2. MACD Bottom Divergence If the price low is lower than the previous one, it means the bottom is lower. However, MACD has formed a bottom and a high, which means that the buyer's momentum has begun to intervene, the price's downward momentum has gradually weakened, and there is a high probability that the trend will change from a downward trend to an upward trend. When the price forms a bottom low, MACD forms a bottom high, which is a bottom divergence. When a bottom divergence is formed, it means that the trend will most likely turn into an upward trend, which is a reasonable opportunity to buy and go long.

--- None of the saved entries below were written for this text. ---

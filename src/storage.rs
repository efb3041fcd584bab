//! Upload and output file bookkeeping.
//!
//! Every stored file gets a random identifier in its name, so concurrent
//! requests never collide and nothing is ever overwritten. Files are
//! write-once; their modification time is treated as their creation time
//! when retention is enforced.

use std::fs::{self, OpenOptions};
use std::io::Write;
use std::path::{Path, PathBuf};
use std::time::{Duration, SystemTime};

use uuid::Uuid;

/// Extensions accepted for reference uploads, compared case-insensitively.
pub const ALLOWED_EXTENSIONS: &[&str] = &["wav", "mp3", "flac", "m4a"];

/// Default upload size cap (50 MiB).
pub const DEFAULT_MAX_UPLOAD_BYTES: usize = 50 * 1024 * 1024;

#[derive(thiserror::Error, Debug)]
pub enum StorageError {
    #[error("I/O error: {0}")]
    Io(#[from] std::io::Error),
    #[error("Unsupported file format. (only wav, mp3, flac, m4a are supported)")]
    UnsupportedExtension,
    #[error("File is too large ({size} bytes, limit {limit} bytes)")]
    TooLarge { size: usize, limit: usize },
    #[error("Invalid file name '{0}'")]
    InvalidName(String),
    #[error("File not found: {0}")]
    NotFound(String),
}

/// A file owned by the store: an upload or a synthesized result.
#[derive(Debug, Clone, PartialEq, Eq)]
pub struct StoredAsset {
    /// Unique name inside its directory; this is the asset's identity.
    pub filename: String,
    pub path: PathBuf,
    pub created_at: SystemTime,
}

/// How long files survive in each directory.
#[derive(Debug, Clone, Copy, PartialEq, Eq)]
pub struct RetentionPolicy {
    pub uploads: Duration,
    pub outputs: Duration,
}

impl Default for RetentionPolicy {
    fn default() -> Self {
        Self {
            uploads: Duration::from_secs(3600),
            outputs: Duration::from_secs(24 * 3600),
        }
    }
}

/// Outcome of purging one directory.
#[derive(Debug, Clone, Default, PartialEq, Eq)]
pub struct PurgeReport {
    pub removed: Vec<String>,
    pub failed: Vec<String>,
}

/// Outcome of purging both directories.
#[derive(Debug, Clone, Default, PartialEq, Eq)]
pub struct PurgeSummary {
    pub uploads: PurgeReport,
    pub outputs: PurgeReport,
}

/// True when `filename` ends in `.wav`, `.mp3`, `.flac` or `.m4a` (any case).
pub fn validate_extension(filename: &str) -> bool {
    extension_of(filename)
        .map(|ext| ALLOWED_EXTENSIONS.contains(&ext.as_str()))
        .unwrap_or(false)
}

fn extension_of(filename: &str) -> Option<String> {
    filename
        .rsplit_once('.')
        .map(|(_, ext)| ext.to_ascii_lowercase())
}

/// Reduce a client-supplied filename to a safe single path component.
///
/// Directory parts are dropped, whitespace becomes `_`, characters outside
/// `[A-Za-z0-9._-]` are removed and leading/trailing dots or underscores are
/// stripped. An allow-listed extension is always kept, in lowercase, even
/// when nothing of the stem survives.
pub fn sanitize_filename(raw: &str) -> String {
    let base = raw.rsplit(|c: char| c == '/' || c == '\\').next().unwrap_or("");
    let (stem, ext) = match base.rsplit_once('.') {
        Some((stem, ext)) if validate_extension(base) => (stem, Some(ext.to_ascii_lowercase())),
        _ => (base, None),
    };

    let cleaned: String = stem
        .split_whitespace()
        .collect::<Vec<_>>()
        .join("_")
        .chars()
        .filter(|c| c.is_ascii_alphanumeric() || matches!(c, '.' | '_' | '-'))
        .collect();
    let cleaned = cleaned.trim_matches(|c: char| c == '.' || c == '_');
    let stem = if cleaned.is_empty() { "audio" } else { cleaned };

    match ext {
        Some(ext) => format!("{stem}.{ext}"),
        None => stem.to_string(),
    }
}

/// Names handed back by clients must be plain file names inside a store directory.
fn check_plain_name(name: &str) -> Result<(), StorageError> {
    let plain = !name.is_empty()
        && !name.contains(|c: char| matches!(c, '/' | '\\' | '\0'))
        && name != "."
        && name != "..";
    if plain {
        Ok(())
    } else {
        Err(StorageError::InvalidName(name.to_string()))
    }
}

/// File-system store for uploads and synthesized outputs.
#[derive(Debug, Clone)]
pub struct FileStore {
    uploads_dir: PathBuf,
    outputs_dir: PathBuf,
    max_upload_bytes: usize,
}

impl FileStore {
    /// Open a store over the two directories, creating them if needed.
    pub fn new(uploads_dir: impl Into<PathBuf>, outputs_dir: impl Into<PathBuf>) -> Result<Self, StorageError> {
        let store = Self {
            uploads_dir: uploads_dir.into(),
            outputs_dir: outputs_dir.into(),
            max_upload_bytes: DEFAULT_MAX_UPLOAD_BYTES,
        };
        fs::create_dir_all(&store.uploads_dir)?;
        fs::create_dir_all(&store.outputs_dir)?;
        Ok(store)
    }

    pub fn with_max_upload_bytes(mut self, max_upload_bytes: usize) -> Self {
        self.max_upload_bytes = max_upload_bytes;
        self
    }

    pub fn uploads_dir(&self) -> &Path {
        &self.uploads_dir
    }

    pub fn outputs_dir(&self) -> &Path {
        &self.outputs_dir
    }

    pub fn max_upload_bytes(&self) -> usize {
        self.max_upload_bytes
    }

    /// Persist an uploaded reference clip under a fresh unique name.
    pub fn store_upload(&self, raw_filename: &str, content: &[u8]) -> Result<StoredAsset, StorageError> {
        if !validate_extension(raw_filename) {
            return Err(StorageError::UnsupportedExtension);
        }
        if content.len() > self.max_upload_bytes {
            return Err(StorageError::TooLarge {
                size: content.len(),
                limit: self.max_upload_bytes,
            });
        }

        let filename = format!("{}_{}", Uuid::new_v4(), sanitize_filename(raw_filename));
        let path = self.uploads_dir.join(&filename);

        write_new_file(&path, |file| {
            file.write_all(content)?;
            file.sync_all()
        })?;

        log::info!("Stored upload {} ({} bytes)", filename, content.len());
        Ok(StoredAsset {
            filename,
            created_at: SystemTime::now(),
            path,
        })
    }

    /// Path of an existing upload.
    pub fn upload_path(&self, filename: &str) -> Result<PathBuf, StorageError> {
        Self::existing(&self.uploads_dir, filename)
    }

    /// Path of an existing synthesized output.
    pub fn output_path(&self, filename: &str) -> Result<PathBuf, StorageError> {
        Self::existing(&self.outputs_dir, filename)
    }

    fn existing(dir: &Path, filename: &str) -> Result<PathBuf, StorageError> {
        check_plain_name(filename)?;
        let path = dir.join(filename);
        if path.is_file() {
            Ok(path)
        } else {
            Err(StorageError::NotFound(filename.to_string()))
        }
    }

    /// Reserve a unique name for a synthesis result. The file itself is
    /// written by the engine.
    pub fn new_output(&self) -> StoredAsset {
        let filename = format!("synthesized_{}.wav", Uuid::new_v4());
        StoredAsset {
            path: self.outputs_dir.join(&filename),
            filename,
            created_at: SystemTime::now(),
        }
    }

    /// Delete an upload, e.g. after it failed analysis.
    pub fn remove_upload(&self, filename: &str) -> Result<(), StorageError> {
        let path = self.upload_path(filename)?;
        fs::remove_file(path)?;
        Ok(())
    }

    /// Apply `policy` to both directories.
    pub fn purge_expired(&self, policy: &RetentionPolicy) -> Result<PurgeSummary, StorageError> {
        Ok(PurgeSummary {
            uploads: purge_older_than(&self.uploads_dir, policy.uploads)?,
            outputs: purge_older_than(&self.outputs_dir, policy.outputs)?,
        })
    }
}

/// Create `path` exclusively and fill it with `fill`. A partly written file
/// is removed before the error is returned.
fn write_new_file<F>(path: &Path, fill: F) -> std::io::Result<()>
where
    F: FnOnce(&mut fs::File) -> std::io::Result<()>,
{
    let mut file = OpenOptions::new().write(true).create_new(true).open(path)?;
    if let Err(e) = fill(&mut file) {
        drop(file);
        if let Err(rm) = fs::remove_file(path) {
            log::warn!("Could not remove incomplete file {}: {rm}", path.display());
        }
        return Err(e);
    }
    Ok(())
}

/// Remove every regular file in `dir` older than `retention`.
///
/// Only direct entries are considered. A file that cannot be removed is
/// logged and recorded in [`PurgeReport::failed`]; the scan carries on.
pub fn purge_older_than(dir: &Path, retention: Duration) -> std::io::Result<PurgeReport> {
    purge_with(dir, retention, SystemTime::now(), |path| fs::remove_file(path))
}

fn purge_with<F>(
    dir: &Path,
    retention: Duration,
    now: SystemTime,
    mut remove: F,
) -> std::io::Result<PurgeReport>
where
    F: FnMut(&Path) -> std::io::Result<()>,
{
    let cutoff = now.checked_sub(retention).unwrap_or(SystemTime::UNIX_EPOCH);
    let mut report = PurgeReport::default();

    for entry in fs::read_dir(dir)? {
        let entry = match entry {
            Ok(entry) => entry,
            Err(e) => {
                log::warn!("Skipping unreadable entry in {}: {e}", dir.display());
                continue;
            }
        };
        let path = entry.path();
        let name = entry.file_name().to_string_lossy().into_owned();

        let written = match entry.metadata() {
            Ok(meta) if meta.is_file() => match meta.modified() {
                Ok(time) => time,
                Err(e) => {
                    log::warn!("No timestamp for {name}: {e}");
                    continue;
                }
            },
            Ok(_) => continue,
            Err(e) => {
                log::warn!("Cannot stat {name}: {e}");
                continue;
            }
        };

        if written >= cutoff {
            continue;
        }

        match remove(&path) {
            Ok(()) => {
                log::info!("Deleted expired file: {name}");
                report.removed.push(name);
            }
            Err(e) => {
                log::warn!("Failed to delete {name}: {e}");
                report.failed.push(name);
            }
        }
    }

    Ok(report)
}
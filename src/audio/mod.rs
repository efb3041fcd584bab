//! Reference-audio handling.
//!
//! This module provides:
//! - Decoding of wav / mp3 / flac / m4a files into mono samples
//! - 32-bit float WAV writing
//! - Resampling
//! - The preprocessing pipeline applied to every reference recording

mod io;
mod preprocess;
mod resample;

use std::path::{Path, PathBuf};

pub use io::{decode_file, save_wav};
pub(crate) use preprocess::centered_frames;
pub use preprocess::{
    preemphasis, preprocess, preprocess_with, tile_to_length, trim_silence, PreprocessOptions,
    PreprocessOptionsBuilder,
};
pub use resample::resample;

/// Sample rate every reference clip is brought to before analysis or cloning.
pub const TARGET_SAMPLE_RATE: u32 = 22050;

/// Peak amplitude below which a clip is treated as digital silence.
pub const SILENCE_FLOOR: f32 = 1e-5;

#[derive(thiserror::Error, Debug)]
pub enum AudioError {
    #[error("Audio file not found: {}", .0.display())]
    NotFound(PathBuf),
    #[error("I/O error: {0}")]
    Io(#[from] std::io::Error),
    #[error("Failed to decode audio: {0}")]
    Decode(String),
    #[error("Resampling failed: {0}")]
    Resample(String),
    #[error("WAV error: {0}")]
    Wav(#[from] hound::Error),
    #[error("Invalid sample rate: {0}")]
    InvalidSampleRate(u32),
    #[error("Audio contains no signal (empty or silent recording)")]
    Silent,
}

/// Mono waveform plus the rate it is sampled at.
#[derive(Debug, Clone, PartialEq)]
pub struct AudioBuffer {
    pub samples: Vec<f32>,
    pub sample_rate: u32,
}

impl AudioBuffer {
    pub fn new(samples: Vec<f32>, sample_rate: u32) -> Self {
        Self {
            samples,
            sample_rate,
        }
    }

    /// Duration in seconds.
    pub fn duration(&self) -> f64 {
        self.samples.len() as f64 / self.sample_rate as f64
    }

    pub fn len(&self) -> usize {
        self.samples.len()
    }

    pub fn is_empty(&self) -> bool {
        self.samples.is_empty()
    }

    /// Largest absolute sample value, 0.0 for an empty buffer.
    pub fn peak(&self) -> f32 {
        self.samples.iter().map(|s| s.abs()).fold(0.0f32, f32::max)
    }

    /// Scale so the peak sits at 1.0. Silent buffers are left untouched.
    pub fn normalize(&mut self) {
        let peak = self.peak();
        if peak > 0.0 && peak != 1.0 {
            for sample in &mut self.samples {
                *sample /= peak;
            }
        }
    }

    /// Write the buffer as a mono 32-bit float WAV file.
    pub fn save(&self, path: &Path) -> Result<(), AudioError> {
        save_wav(path, &self.samples, self.sample_rate)
    }
}
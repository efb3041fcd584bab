use std::net::SocketAddr;
use std::path::PathBuf;
use std::time::Duration;

use derive_builder::Builder;

use crate::storage::{RetentionPolicy, DEFAULT_MAX_UPLOAD_BYTES};
use crate::DevicePreference;

/// Language used when a synthesis request does not name one.
pub const DEFAULT_LANGUAGE: &str = "ko";

/// Runtime configuration for the web front-end.
#[derive(Debug, Clone, Builder)]
#[builder(default)]
pub struct ServerConfig {
    pub host: String,
    pub port: u16,
    /// Where uploaded reference clips are stored.
    pub uploads_dir: PathBuf,
    /// Where synthesized audio is written.
    pub outputs_dir: PathBuf,
    /// Where scoped temporary reference copies live. `None` uses the system temp dir.
    pub temp_dir: Option<PathBuf>,
    pub max_upload_bytes: usize,
    pub default_language: String,
    pub device: DevicePreference,
    /// Path to the Coqui `tts` binary. `None` resolves it from PATH.
    pub tts_bin: Option<PathBuf>,
    pub model_name: String,
    pub retention: RetentionPolicy,
}

impl Default for ServerConfig {
    fn default() -> Self {
        Self {
            host: "0.0.0.0".to_string(),
            port: 5000,
            uploads_dir: PathBuf::from("uploads"),
            outputs_dir: PathBuf::from("outputs"),
            temp_dir: None,
            max_upload_bytes: DEFAULT_MAX_UPLOAD_BYTES,
            default_language: DEFAULT_LANGUAGE.to_string(),
            device: DevicePreference::Auto,
            tts_bin: None,
            model_name: "tts_models/multilingual/multi-dataset/xtts_v2".to_string(),
            retention: RetentionPolicy::default(),
        }
    }
}

impl ServerConfig {
    pub fn socket_addr(&self) -> Result<SocketAddr, std::net::AddrParseError> {
        format!("{}:{}", self.host, self.port).parse()
    }

    /// Retention windows given in whole hours.
    pub fn retention_hours(uploads: u64, outputs: u64) -> RetentionPolicy {
        RetentionPolicy {
            uploads: Duration::from_secs(uploads * 3600),
            outputs: Duration::from_secs(outputs * 3600),
        }
    }
}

3. MACD trend reversal trading strategy Key price + MACD trend reversal divergence, as long as two vertices are found to form a line, the bottom macd will also find the corresponding two vertices. The first step is to determine the key support level. We can see that the price has tested this support level many times and has risen a lot, so this one is the key support level. When the price returns to this key support level again, we You can look for long trading signals. For example, if we find a mountain peak, it has gone through a round of ups and downs and returned to the support level. However, please note that there is not much to do yet. Because we need one more signal to confirm that this bottom divergence is valid, we can draw a downward trend line, and then we will see a descending wedge triangle, which is a bullish chart pattern. When the price breaks out of the descending wedge triangle, we can enter the market and go long. If these two points are met and the downward trend line is broken, you can consider going long. Or we can draw a line at the previous high of the downtrend. When the price breaks through the previous high, this represents a trend disruption. There is a high probability that the price will change from a downward trend to an upward trend. We can enter the market and go long after the price breaks through the previous high. Summary: Key price + MACD trend reversal divergence.
4. How to find the support level? The support level can be understood as multiple retracement points, forming a valley or a mountain peak, and there will be multiple retracements at the foot of the mountain. It can be a small range of prices or a point. The MACD divergence + key price we just talked about, the key price is whether this support level is broken.